Data to process:
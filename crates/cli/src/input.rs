//! Loading of network snapshots, limit records, refreshed values and config.

use std::collections::BTreeMap;
use std::path::Path;

use oplimits_convert::{ConversionConfig, LimitRecord, Network};

use crate::exit_codes::{EXIT_CONFIG_INVALID, EXIT_INPUT};
use crate::CliError;

fn read(path: &Path) -> Result<String, CliError> {
    std::fs::read_to_string(path).map_err(|e| CliError::input(format!("cannot read {}: {e}", path.display())))
}

pub fn load_config(path: Option<&Path>) -> Result<ConversionConfig, CliError> {
    let Some(path) = path else {
        return Ok(ConversionConfig::default());
    };
    let raw = std::fs::read_to_string(path).map_err(|e| CliError {
        code: EXIT_CONFIG_INVALID,
        message: format!("cannot read config {}: {e}", path.display()),
        hint: None,
    })?;
    ConversionConfig::from_toml(&raw).map_err(|e| CliError::from(e).with_hint(format!("in {}", path.display())))
}

pub fn load_network(path: &Path) -> Result<Network, CliError> {
    let raw = read(path)?;
    serde_json::from_str(&raw).map_err(|e| CliError {
        code: EXIT_INPUT,
        message: format!("{}: invalid network snapshot: {e}", path.display()),
        hint: Some("expected a JSON object with voltage_levels, equipment and terminals".into()),
    })
}

/// Parse limit records from CSV text. Columns are matched by header name;
/// empty cells read as absent.
pub fn parse_records(label: &str, data: &str) -> Result<Vec<LimitRecord>, CliError> {
    let mut reader = csv::ReaderBuilder::new().trim(csv::Trim::All).from_reader(data.as_bytes());
    let mut records = Vec::new();
    for (i, row) in reader.deserialize::<LimitRecord>().enumerate() {
        // Header is line 1.
        let record = row.map_err(|e| CliError::input(format!("{label}: line {}: {e}", i + 2)))?;
        records.push(record);
    }
    Ok(records)
}

pub fn load_records(path: &Path) -> Result<Vec<LimitRecord>, CliError> {
    parse_records(&path.display().to_string(), &read(path)?)
}

#[derive(Debug, serde::Deserialize)]
struct RefreshedRow {
    source_id: String,
    value: Option<f64>,
}

/// Parse `source_id,value` rows. Rows with an empty value are left out, so the
/// update pass falls back for them.
pub fn parse_refreshed(label: &str, data: &str) -> Result<BTreeMap<String, f64>, CliError> {
    let mut reader = csv::ReaderBuilder::new().trim(csv::Trim::All).from_reader(data.as_bytes());
    let mut values = BTreeMap::new();
    for (i, row) in reader.deserialize::<RefreshedRow>().enumerate() {
        let row = row.map_err(|e| CliError::input(format!("{label}: line {}: {e}", i + 2)))?;
        if let Some(v) = row.value {
            if values.insert(row.source_id.clone(), v).is_some() {
                return Err(CliError::input(format!("{label}: duplicate source_id '{}'", row.source_id))
                    .with_hint("each source_id must appear at most once"));
            }
        }
    }
    Ok(values)
}

pub fn load_refreshed(path: &Path) -> Result<BTreeMap<String, f64>, CliError> {
    parse_refreshed(&path.display().to_string(), &read(path)?)
}

pub fn write_network(path: &Path, network: &Network) -> Result<(), CliError> {
    let json = serde_json::to_string_pretty(network)
        .map_err(|e| CliError::general(format!("JSON serialization error: {e}")))?;
    std::fs::write(path, json).map_err(|e| CliError::input(format!("cannot write {}: {e}", path.display())))
}
// oplim - operational limit conversion from the command line

mod convert;
mod exit_codes;
mod input;
mod update;

use std::path::PathBuf;
use std::process::ExitCode;

use clap::{Parser, Subcommand};

use exit_codes::{convert_exit_code, EXIT_ERROR, EXIT_INPUT, EXIT_SUCCESS, EXIT_USAGE};

fn long_version() -> &'static str {
    if cfg!(debug_assertions) {
        concat!(
            env!("CARGO_PKG_VERSION"),
            " (", env!("GIT_COMMIT_HASH"), ")",
            "\nengine:  oplimits-convert ", env!("CARGO_PKG_VERSION"),
            "\nbuild:   debug",
            "\ntarget:  ", env!("TARGET"),
        )
    } else {
        concat!(
            env!("CARGO_PKG_VERSION"),
            " (", env!("GIT_COMMIT_HASH"), ")",
            "\nengine:  oplimits-convert ", env!("CARGO_PKG_VERSION"),
            "\nbuild:   release",
            "\ntarget:  ", env!("TARGET"),
        )
    }
}

#[derive(Parser)]
#[command(name = "oplim")]
#[command(about = "Convert operational limit records onto a network snapshot")]
#[command(long_version = long_version())]
#[command(version)]
#[command(subcommand_required = false)]
struct Cli {
    #[command(subcommand)]
    command: Option<Commands>,
}

#[derive(Subcommand)]
enum Commands {
    /// Attach limit records to a network snapshot (exit 5 with --strict = unattached records)
    #[command(after_help = "\
Examples:
  oplim convert network.json limits.csv
  oplim convert network.json limits.csv --output converted.json
  oplim convert network.json limits.csv --config oplim.toml --json
  oplim convert network.json limits.csv --strict")]
    Convert {
        /// Network snapshot (JSON)
        network: PathBuf,

        /// Limit records (CSV with a header row)
        records: PathBuf,

        /// Conversion config (TOML); defaults apply when omitted
        #[arg(long)]
        config: Option<PathBuf>,

        /// Write the converted network snapshot to file
        #[arg(long)]
        output: Option<PathBuf>,

        /// Output summary and diagnostics as JSON to stdout
        #[arg(long)]
        json: bool,

        /// Fail (exit 5) when any record could not be attached at all
        #[arg(long)]
        strict: bool,
    },

    /// Re-derive converted limit values from refreshed record values
    #[command(after_help = "\
Refreshed values are read from a CSV with columns source_id,value. Slots whose \
winning record has no refreshed value fall back to the recorded baseline.

Examples:
  oplim update converted.json refreshed.csv --output updated.json
  oplim update converted.json refreshed.csv --json")]
    Update {
        /// Converted network snapshot (JSON)
        network: PathBuf,

        /// Refreshed values (CSV: source_id,value)
        refreshed: PathBuf,

        /// Conversion config (TOML); must use the namespace of the conversion
        #[arg(long)]
        config: Option<PathBuf>,

        /// Write the updated network snapshot to file
        #[arg(long)]
        output: Option<PathBuf>,

        /// Output the update report as JSON to stdout
        #[arg(long)]
        json: bool,
    },

    /// Validate a conversion config without running
    #[command(after_help = "\
Examples:
  oplim validate oplim.toml")]
    Validate {
        /// Path to the config file
        config: PathBuf,
    },
}

fn main() -> ExitCode {
    let cli = Cli::parse();

    let result = match cli.command {
        None => Err(CliError {
            code: EXIT_USAGE,
            message: "no command given".into(),
            hint: Some("oplim --help for more information".into()),
        }),
        Some(Commands::Convert { network, records, config, output, json, strict }) => {
            convert::cmd_convert(network, records, config, output, json, strict)
        }
        Some(Commands::Update { network, refreshed, config, output, json }) => {
            update::cmd_update(network, refreshed, config, output, json)
        }
        Some(Commands::Validate { config }) => convert::cmd_validate(config),
    };

    match result {
        Ok(()) => ExitCode::from(EXIT_SUCCESS),
        Err(CliError { code, message, hint }) => {
            if !message.is_empty() {
                eprintln!("error: {}", message);
            }
            if let Some(hint) = hint {
                eprintln!("hint:  {}", hint);
            }
            ExitCode::from(code)
        }
    }
}

// ============================================================================
// Errors
// ============================================================================

#[derive(Debug)]
pub struct CliError {
    pub code: u8,
    pub message: String,
    pub hint: Option<String>,
}

impl CliError {
    pub fn general(msg: impl Into<String>) -> Self {
        Self { code: EXIT_ERROR, message: msg.into(), hint: None }
    }

    pub fn input(msg: impl Into<String>) -> Self {
        Self { code: EXIT_INPUT, message: msg.into(), hint: None }
    }

    /// Add a hint to an existing error.
    pub fn with_hint(mut self, hint: impl Into<String>) -> Self {
        self.hint = Some(hint.into());
        self
    }
}

impl From<oplimits_convert::ConvertError> for CliError {
    fn from(err: oplimits_convert::ConvertError) -> Self {
        Self { code: convert_exit_code(&err), message: err.to_string(), hint: None }
    }
}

Your task: Every line from the one containing "err.to_string(), hint: None" through the end of the material above should be retyped exactly; please include nothing else.

Output for this task:
        Self { code: convert_exit_code(&err), message: err.to_string(), hint: None }
    }
}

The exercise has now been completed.